Most dogs love cheese and will chow them down in no time when given the opportunity.
Obviously this doesn't mean that it's good for them. Most dogs will eat all kinds of things, regardless of the consequences.
Is Cheese Bad For Dogs?
Dog owners may wonder whether cheese is bad for dogs to eat. In small to moderate quantities, it usually is safe for dogs to eat, but over-consumption of cheese can cause digestive upsets in your dog.
What Cheese Provides
Cheese is a good source of protein for your dog. It also provides vitamins and minerals, such as calcium, Vitamin A, B-complex vitamins and essential fatty acids. A small piece of cheese can also provide the perfect camouflage for medications that your dog may need to take someday, so it can be helpful to offer your dog occasional treats of cheese, but only if his body can handle it.
Other Beneficial Dairy Products for Your Dog
Two dairy products that your dog should be able to consume in moderation are cottage cheese and plain yogurt. Both add benefits to his diet in different ways.
Cottage cheese can be a good protein source for a dog that has occasional episodes of diarrhea. It can also provide protein for a dog that is recovering from illness or injury.
If you’re planning to add cottage cheese to your dog’s diet, try to offer a brand that has lower levels of sodium and fat to further improve your dog’s overall health.
Plain yogurt with acidophilus cultures or a cultured milk supplement called kefir provide beneficial bacteria for your dog’s digestive system. These dairy products can help settle an upset stomach, or they can provide long-term digestive improvement from the cultures they provide to your dog’s digestive system. Yogurt provides probiotic supplements to improve digestive health while helping to remove some bacteria that aren’t healthy for your dog’s digestion.

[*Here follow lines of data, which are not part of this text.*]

//! One-shot toast messages carried in the session.
//!
//! A write handler stores a [`Flash`] and redirects; the next page render
//! takes it out again, so each toast shows exactly once.

use tower_sessions::Session;

use crate::models::{Flash, session_keys};

/// Queue a toast for the next render, replacing any pending one.
pub async fn set_flash(session: &Session, flash: Flash) {
    if let Err(e) = session.insert(session_keys::FLASH, flash).await {
        tracing::warn!(error = %e, "Failed to store flash message");
    }
}

/// Take the pending toast, if any.
pub async fn take_flash(session: &Session) -> Option<Flash> {
    match session.remove::<Flash>(session_keys::FLASH).await {
        Ok(flash) => flash,
        Err(e) => {
            tracing::warn!(error = %e, "Failed to read flash message");
            None
        }
    }
}
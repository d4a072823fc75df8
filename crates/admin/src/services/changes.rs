//! Table change feed.
//!
//! Triggers on the managed tables `pg_notify('table_changes', TG_TABLE_NAME)`.
//! One background task listens on that channel and fans the table names out
//! through a broadcast channel; each open page subscribes through
//! `/api/events` and re-fetches when its tables change.
//!
//! Bursts are coalesced per subscriber: the first matching change opens a
//! short window, every change arriving inside it is absorbed, and a single
//! refresh is emitted when the window closes.

use std::time::Duration;

use futures::Stream;
use serde::Serialize;
use sqlx::PgPool;
use sqlx::postgres::PgListener;
use tokio::sync::broadcast;
use tokio::sync::broadcast::error::{RecvError, TryRecvError};
use tokio::task::JoinHandle;

/// `NOTIFY` channel the triggers publish on.
pub const CHANNEL: &str = "table_changes";

/// Window within which bursts collapse into one refresh.
pub const COALESCE_WINDOW: Duration = Duration::from_millis(500);

/// Delay before listening again after the connection drops.
const RECONNECT_DELAY: Duration = Duration::from_secs(5);

/// Broadcast buffer size; slower subscribers lag and just refresh.
const FEED_CAPACITY: usize = 256;

/// A change to one table.
#[derive(Debug, Clone, PartialEq, Eq, Serialize)]
pub struct TableChange {
    pub table: String,
}

/// Which tables a subscriber cares about.
#[derive(Debug, Clone, Default, PartialEq, Eq)]
pub struct TableFilter(Vec<String>);

impl TableFilter {
    /// Parse a comma-separated list; empty means every table.
    #[must_use]
    pub fn parse(list: Option<&str>) -> Self {
        Self(
            list.unwrap_or_default()
                .split(',')
                .map(str::trim)
                .filter(|t| !t.is_empty())
                .map(str::to_string)
                .collect(),
        )
    }

    #[must_use]
    pub fn matches(&self, table: &str) -> bool {
        self.0.is_empty() || self.0.iter().any(|t| t == table)
    }
}

/// Fan-out point for table changes. Cheap to clone.
#[derive(Debug, Clone)]
pub struct ChangeFeed {
    sender: broadcast::Sender<TableChange>,
}

impl Default for ChangeFeed {
    fn default() -> Self {
        Self::new()
    }
}

impl ChangeFeed {
    #[must_use]
    pub fn new() -> Self {
        let (sender, _) = broadcast::channel(FEED_CAPACITY);
        Self { sender }
    }

    #[must_use]
    pub fn subscribe(&self) -> broadcast::Receiver<TableChange> {
        self.sender.subscribe()
    }

    /// Publish a change; returns how many subscribers received it.
    pub fn publish(&self, table: impl Into<String>) -> usize {
        self.sender
            .send(TableChange {
                table: table.into(),
            })
            .unwrap_or(0)
    }

    /// Spawn the `LISTEN` task feeding this channel.
    ///
    /// The task reconnects on its own and runs for the life of the process.
    #[must_use]
    pub fn spawn_listener(&self, pool: PgPool) -> JoinHandle<()> {
        let feed = self.clone();
        tokio::spawn(async move {
            loop {
                if let Err(e) = feed.listen(&pool).await {
                    tracing::warn!(error = %e, "Change listener stopped, retrying");
                }
                tokio::time::sleep(RECONNECT_DELAY).await;
            }
        })
    }

    async fn listen(&self, pool: &PgPool) -> Result<(), sqlx::Error> {
        let mut listener = PgListener::connect_with(pool).await?;
        listener.listen(CHANNEL).await?;
        tracing::info!(channel = CHANNEL, "Listening for table changes");

        loop {
            let notification = listener.recv().await?;
            let table = notification.payload();
            tracing::debug!(table, "Table changed");
            self.publish(table);
        }
    }
}

/// Turn a subscription into a stream of coalesced refresh events.
///
/// Ends when the feed is dropped.
pub fn coalesced(
    mut rx: broadcast::Receiver<TableChange>,
    filter: TableFilter,
    window: Duration,
) -> impl Stream<Item = TableChange> {
    async_stream::stream! {
        loop {
            let first = match rx.recv().await {
                Ok(change) if filter.matches(&change.table) => change,
                Ok(_) => continue,
                // Missed events; assume something relevant changed
                Err(RecvError::Lagged(_)) => TableChange { table: "*".to_string() },
                Err(RecvError::Closed) => break,
            };

            tokio::time::sleep(window).await;
            let closed = loop {
                match rx.try_recv() {
                    Ok(_) | Err(TryRecvError::Lagged(_)) => {}
                    Err(TryRecvError::Empty) => break false,
                    Err(TryRecvError::Closed) => break true,
                }
            };

            yield first;
            if closed {
                break;
            }
        }
    }
}

#[cfg(test)]
mod tests {
    use super::*;

    #[test]
    fn test_filter_parse() {
        let filter = TableFilter::parse(Some("Order, Cart,,"));
        assert!(filter.matches("Order"));
        assert!(filter.matches("Cart"));
        assert!(!filter.matches("Produk"));

        let all = TableFilter::parse(None);
        assert!(all.matches("Keluhan"));
    }

    #[test]
    fn test_publish_without_subscribers() {
        let feed = ChangeFeed::new();
        assert_eq!(feed.publish("Produk"), 0);
        let _rx = feed.subscribe();
        assert_eq!(feed.publish("Produk"), 1);
    }
}
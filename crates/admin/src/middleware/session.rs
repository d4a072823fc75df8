//! Session middleware configuration for the console.
//!
//! `PostgreSQL`-backed sessions using tower-sessions, SameSite=Strict,
//! 12 hour inactivity expiry.

use sqlx::PgPool;
use tower_sessions::{Expiry, SessionManagerLayer, SessionStore};
use tower_sessions_sqlx_store::PostgresStore;

use crate::config::ConsoleConfig;

/// Session cookie name.
pub const SESSION_COOKIE_NAME: &str = "cs_console_session";

/// Session expiry time in seconds (12 hours of inactivity).
const SESSION_EXPIRY_SECONDS: i64 = 12 * 60 * 60;

/// Create the `PostgreSQL` session store (`console.session`).
///
/// The table is created by the migrations, not by the store.
///
/// # Panics
///
/// Panics if the schema or table name is invalid (never happens with the
/// hardcoded "console" and "session" values).
#[must_use]
#[allow(clippy::expect_used)]
pub fn create_session_store(pool: &PgPool) -> PostgresStore {
    PostgresStore::new(pool.clone())
        .with_schema_name("console")
        .expect("valid schema name")
        .with_table_name("session")
        .expect("valid table name")
}

/// Wrap any session store in the console's cookie settings.
///
/// Tests pass a `MemoryStore` here.
#[must_use]
pub fn session_layer<S>(store: S, config: &ConsoleConfig) -> SessionManagerLayer<S>
where
    S: SessionStore + Clone,
{
    SessionManagerLayer::new(store)
        .with_name(SESSION_COOKIE_NAME)
        .with_expiry(Expiry::OnInactivity(
            tower_sessions::cookie::time::Duration::seconds(SESSION_EXPIRY_SECONDS),
        ))
        .with_secure(config.is_secure())
        .with_same_site(tower_sessions::cookie::SameSite::Strict)
        .with_http_only(true)
        .with_path("/")
}

/// Create the session layer with the `PostgreSQL` store.
#[must_use]
pub fn create_session_layer(
    pool: &PgPool,
    config: &ConsoleConfig,
) -> SessionManagerLayer<PostgresStore> {
    session_layer(create_session_store(pool), config)
}
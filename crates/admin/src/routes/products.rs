//! Product catalogue (`"Produk"`).
//!
//! Both roles may add and edit; only admins may delete.

use askama::Template;
use askama_web::WebTemplate;
use axum::{
    Form, Router,
    extract::{Path, State},
    http::StatusCode,
    response::{IntoResponse, Redirect, Response},
    routing::{get, post},
};
use rust_decimal::Decimal;
use serde::Deserialize;
use tower_sessions::Session;
use tracing::instrument;

use crate::db::{Product, ProductInput, ProductRepository};
use crate::error::AppError;
use crate::filters;
use crate::middleware::RequireStaffAuth;
use crate::models::{CurrentStaff, Flash};
use crate::services::{CsvDownload, Screen};
use crate::state::AppState;

use super::shell::{PageShell, local_time};
use super::{form_text, redirect_with};

const LOAD_FAILED: &str = "Gagal mengambil data produk";

/// A product row for the list.
#[derive(Debug, Clone)]
pub struct ProductView {
    pub id: String,
    pub nama: String,
    pub deskripsi: String,
    pub kategori: String,
    /// Decimal text, or `-`.
    pub harga: String,
    pub stok: String,
    pub ukuran: String,
    pub warna: String,
    pub updated_at: String,
}

/// Products list template.
#[derive(Template, WebTemplate)]
#[template(path = "products/index.html")]
pub struct ProductsTemplate {
    pub shell: PageShell,
    pub products: Vec<ProductView>,
    pub can_delete: bool,
}

/// Add/edit product form template.
#[derive(Template, WebTemplate)]
#[template(path = "products/form.html")]
pub struct ProductFormTemplate {
    pub shell: PageShell,
    pub title: &'static str,
    pub action: String,
    pub form: ProductForm,
}

/// Raw product form fields, as typed.
#[derive(Debug, Clone, Default, Deserialize)]
#[serde(default)]
pub struct ProductForm {
    pub nama: String,
    pub deskripsi: String,
    pub kategori: String,
    pub harga: String,
    pub stok: String,
    pub berat: String,
    pub ukuran: String,
    pub warna: String,
}

fn opt_string<T: ToString>(value: Option<T>) -> String {
    value.map(|v| v.to_string()).unwrap_or_default()
}

impl From<&Product> for ProductForm {
    fn from(p: &Product) -> Self {
        Self {
            nama: p.nama.clone(),
            deskripsi: p.deskripsi.clone().unwrap_or_default(),
            kategori: p.kategori.clone().unwrap_or_default(),
            harga: opt_string(p.harga),
            stok: opt_string(p.stok),
            berat: opt_string(p.berat),
            ukuran: p.ukuran.clone().unwrap_or_default(),
            warna: p.warna.clone().unwrap_or_default(),
        }
    }
}

/// Parse an optional non-negative number; blank means `None`.
fn non_negative<T>(value: &str, field: &str) -> Result<Option<T>, String>
where
    T: std::str::FromStr + PartialOrd + Default,
{
    let Some(text) = form_text(value) else {
        return Ok(None);
    };
    match text.parse::<T>() {
        Ok(n) if n >= T::default() => Ok(Some(n)),
        _ => Err(format!("{field} harus berupa angka yang tidak negatif")),
    }
}

impl ProductForm {
    /// Validate the form into a repository input.
    ///
    /// # Errors
    ///
    /// Returns the message to show when a field is missing or malformed.
    pub fn validate(&self) -> Result<ProductInput, String> {
        let nama = form_text(&self.nama).ok_or("Nama produk wajib diisi")?;
        Ok(ProductInput {
            nama,
            deskripsi: form_text(&self.deskripsi),
            kategori: form_text(&self.kategori),
            harga: non_negative::<Decimal>(&self.harga, "Harga")?,
            stok: non_negative::<i32>(&self.stok, "Stok")?,
            berat: non_negative::<f64>(&self.berat, "Berat")?,
            ukuran: form_text(&self.ukuran),
            warna: form_text(&self.warna),
        })
    }
}

pub fn router() -> Router<AppState> {
    Router::new()
        .route("/products", get(index).post(create))
        .route("/products/new", get(new_page))
        .route("/products/export.csv", get(export))
        .route("/products/{id}", post(update))
        .route("/products/{id}/edit", get(edit_page))
        .route("/products/{id}/delete", post(delete))
}

async fn form_shell(staff: &CurrentStaff, session: &Session) -> PageShell {
    PageShell::new(staff, "/products", session).await
}

/// Products list page.
#[instrument(skip(staff, state, session))]
async fn index(
    RequireStaffAuth(staff): RequireStaffAuth,
    State(state): State<AppState>,
    session: Session,
) -> ProductsTemplate {
    let loaded = state
        .snapshots()
        .load(Screen::Products, ProductRepository::new(state.pool()).list_all())
        .await;

    let offset = state.offset();
    let shell = PageShell::new(&staff, "/products", &session)
        .await
        .watching(&["Produk"])
        .with_load_error(loaded.failed, LOAD_FAILED);

    ProductsTemplate {
        shell,
        can_delete: staff.role.can_delete_products(),
        products: loaded
            .rows
            .iter()
            .map(|p| ProductView {
                id: p.id.clone(),
                nama: p.nama.clone(),
                deskripsi: p.deskripsi.clone().unwrap_or_default(),
                kategori: p.kategori.clone().unwrap_or_else(|| "-".to_string()),
                harga: p.harga.map_or_else(|| "-".to_string(), |h| h.to_string()),
                stok: p.stok.map_or_else(|| "-".to_string(), |s| s.to_string()),
                ukuran: p.ukuran.clone().unwrap_or_else(|| "-".to_string()),
                warna: p.warna.clone().unwrap_or_else(|| "-".to_string()),
                updated_at: local_time(p.updated_at, offset),
            })
            .collect(),
    }
}

/// Empty add form.
#[instrument(skip(staff, session))]
async fn new_page(RequireStaffAuth(staff): RequireStaffAuth, session: Session) -> ProductFormTemplate {
    ProductFormTemplate {
        shell: form_shell(&staff, &session).await,
        title: "Tambah Produk",
        action: "/products".to_string(),
        form: ProductForm::default(),
    }
}

/// Edit form prefilled from the stored row.
#[instrument(skip(staff, state, session))]
async fn edit_page(
    RequireStaffAuth(staff): RequireStaffAuth,
    State(state): State<AppState>,
    session: Session,
    Path(id): Path<String>,
) -> Result<ProductFormTemplate, AppError> {
    let product = ProductRepository::new(state.pool())
        .get(&id)
        .await?
        .ok_or_else(|| AppError::NotFound(format!("product {id}")))?;

    Ok(ProductFormTemplate {
        shell: form_shell(&staff, &session).await,
        title: "Edit Produk",
        action: format!("/products/{id}"),
        form: ProductForm::from(&product),
    })
}

/// Re-render a rejected form with the typed values kept.
async fn invalid_form(
    staff: &CurrentStaff,
    session: &Session,
    title: &'static str,
    action: String,
    form: ProductForm,
    message: String,
) -> Response {
    let template = ProductFormTemplate {
        shell: form_shell(staff, session)
            .await
            .with_toast(Flash::error(message)),
        title,
        action,
        form,
    };
    (StatusCode::UNPROCESSABLE_ENTITY, template).into_response()
}

/// Create a product.
#[instrument(skip(staff, state, session, form))]
async fn create(
    RequireStaffAuth(staff): RequireStaffAuth,
    State(state): State<AppState>,
    session: Session,
    Form(form): Form<ProductForm>,
) -> Response {
    let input = match form.validate() {
        Ok(input) => input,
        Err(message) => {
            return invalid_form(&staff, &session, "Tambah Produk", "/products".to_string(), form, message)
                .await;
        }
    };

    let flash = match ProductRepository::new(state.pool()).create(&input).await {
        Ok(product) => {
            tracing::info!(product_id = %product.id, "Product created");
            Flash::success("Produk berhasil ditambahkan")
        }
        Err(e) => {
            tracing::error!(error = %e, "Failed to create product");
            Flash::error("Gagal menambahkan produk")
        }
    };
    redirect_with(&session, flash, "/products").await.into_response()
}

/// Update a product.
#[instrument(skip(staff, state, session, form))]
async fn update(
    RequireStaffAuth(staff): RequireStaffAuth,
    State(state): State<AppState>,
    session: Session,
    Path(id): Path<String>,
    Form(form): Form<ProductForm>,
) -> Response {
    let input = match form.validate() {
        Ok(input) => input,
        Err(message) => {
            return invalid_form(&staff, &session, "Edit Produk", format!("/products/{id}"), form, message)
                .await;
        }
    };

    let flash = match ProductRepository::new(state.pool()).update(&id, &input).await {
        Ok(_) => Flash::success("Produk berhasil diperbarui"),
        Err(e) => {
            tracing::error!(error = %e, "Failed to update product");
            Flash::error("Gagal memperbarui produk")
        }
    };
    redirect_with(&session, flash, "/products").await.into_response()
}

/// Delete a product (admin only).
#[instrument(skip(staff, state, session))]
async fn delete(
    RequireStaffAuth(staff): RequireStaffAuth,
    State(state): State<AppState>,
    session: Session,
    Path(id): Path<String>,
) -> Redirect {
    if !staff.role.can_delete_products() {
        tracing::warn!("Operator tried to delete a product");
        return redirect_with(
            &session,
            Flash::error("Hanya admin yang dapat menghapus produk"),
            "/products",
        )
        .await;
    }

    let flash = match ProductRepository::new(state.pool()).delete(&id).await {
        Ok(()) => {
            tracing::info!("Product deleted");
            Flash::success("Produk berhasil dihapus")
        }
        Err(e) => {
            tracing::error!(error = %e, "Failed to delete product");
            Flash::error("Gagal menghapus produk")
        }
    };
    redirect_with(&session, flash, "/products").await
}

/// Download the catalogue as CSV.
#[instrument(skip(_staff, state))]
async fn export(
    RequireStaffAuth(_staff): RequireStaffAuth,
    State(state): State<AppState>,
) -> Result<CsvDownload, AppError> {
    let products = ProductRepository::new(state.pool()).list_all().await?;
    Ok(CsvDownload::build("products", state.today(), &products)?)
}

#[cfg(test)]
#[allow(clippy::unwrap_used)]
mod tests {
    use super::*;

    fn form(nama: &str, harga: &str, stok: &str, berat: &str) -> ProductForm {
        ProductForm {
            nama: nama.to_string(),
            harga: harga.to_string(),
            stok: stok.to_string(),
            berat: berat.to_string(),
            ..ProductForm::default()
        }
    }

    #[test]
    fn test_valid_form_parses_numbers() {
        let input = form(" Kaos Polos ", "125000.50", "12", "250").validate().unwrap();
        assert_eq!(input.nama, "Kaos Polos");
        assert_eq!(input.harga, Some(Decimal::new(12_500_050, 2)));
        assert_eq!(input.stok, Some(12));
        assert_eq!(input.berat, Some(250.0));
        assert_eq!(input.kategori, None);
    }

    #[test]
    fn test_blank_numbers_are_none() {
        let input = form("Topi", "", " ", "").validate().unwrap();
        assert_eq!(input.harga, None);
        assert_eq!(input.stok, None);
        assert_eq!(input.berat, None);
    }

    #[test]
    fn test_name_is_required() {
        assert_eq!(
            form("  ", "1000", "", "").validate().unwrap_err(),
            "Nama produk wajib diisi"
        );
    }

    #[test]
    fn test_negative_and_malformed_numbers_rejected() {
        assert!(form("Kaos", "-1", "", "").validate().is_err());
        assert!(form("Kaos", "", "-3", "").validate().is_err());
        assert!(form("Kaos", "", "", "abc").validate().is_err());
        assert!(form("Kaos", "", "1.5", "").validate().is_err());
    }
}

Here's another source that discusses whether cheese and other dairy products are bad for dogs:
Some dogs have no problems digesting milk and dairy products. Yet others experience acute intestinal distress — like gas, diarrhea or vomiting — whenever they consume these kinds of foods.
It all comes down to how your dog handles a specific nutrient found in milk — a nutrient known as lactose.
So, what exactly is lactose?
Well, lactose is a kind of sugar. Not just one single sugar, but two sugar molecules chemically linked together.
In order for a dog to digest milk, the lactose must first be broken apart into its two basic, easy-to-absorb sugars.
And in order to do that, a dog’s body must be able to produce a special lactose-splitting enzyme known as lactase.
And that’s one thing most dogs can’t reliably do.
Like Humans — Dogs Can Suffer from Lactose Intolerance
Without lactase, a dog simply cannot digest dairy products. And acute intestinal symptoms nearly always arise.
Now, this inability to digest milk is infamously known as lactose intolerance. And it’s the same lactose intolerance so many humans suffer from every day.
So, if you’ve ever noticed your dog tends to develop gas or loose stools after having milk, there’s a good chance your pet may be suffering from this condition.
Knowing a Food’s Lactose Content Can Help
Now to be fair, and in rare cases, a dog can be allergic to the protein in milk1.
However, milk shouldn’t be considered toxic for a dog. Yet for dogs that are lactose intolerant (as so many actually are), dairy products can present a real problem.
Yet for those pets, there’s still hope.
That’s because a dog’s reaction to lactose can be directly related to the “dose”. The higher the lactose content, the greater the likely response.
Thankfully, not all dairy products contain the same amount of lactose. Many kinds of cheese and yogurt contain considerably less lactose than milk.
Take a look at this table. Notice how some milk products contain only a minimal amount of lactose per serving.
For example, notice how most cheeses contain very little lactose. About a gram per serving. Sometimes less. Now, compare that quantity to whole milk, which clocks in at a whopping 11 grams.
The Bottom Line
In a nutshell…
The lower the lactose content of any dairy product, the more likely it will be for your dog to tolerate consuming them without distress.
So, depending on the food, it may be OK to offer low-lactose dairy products to your dog. In fact, almost any cheese can make a great natural treat for any pet.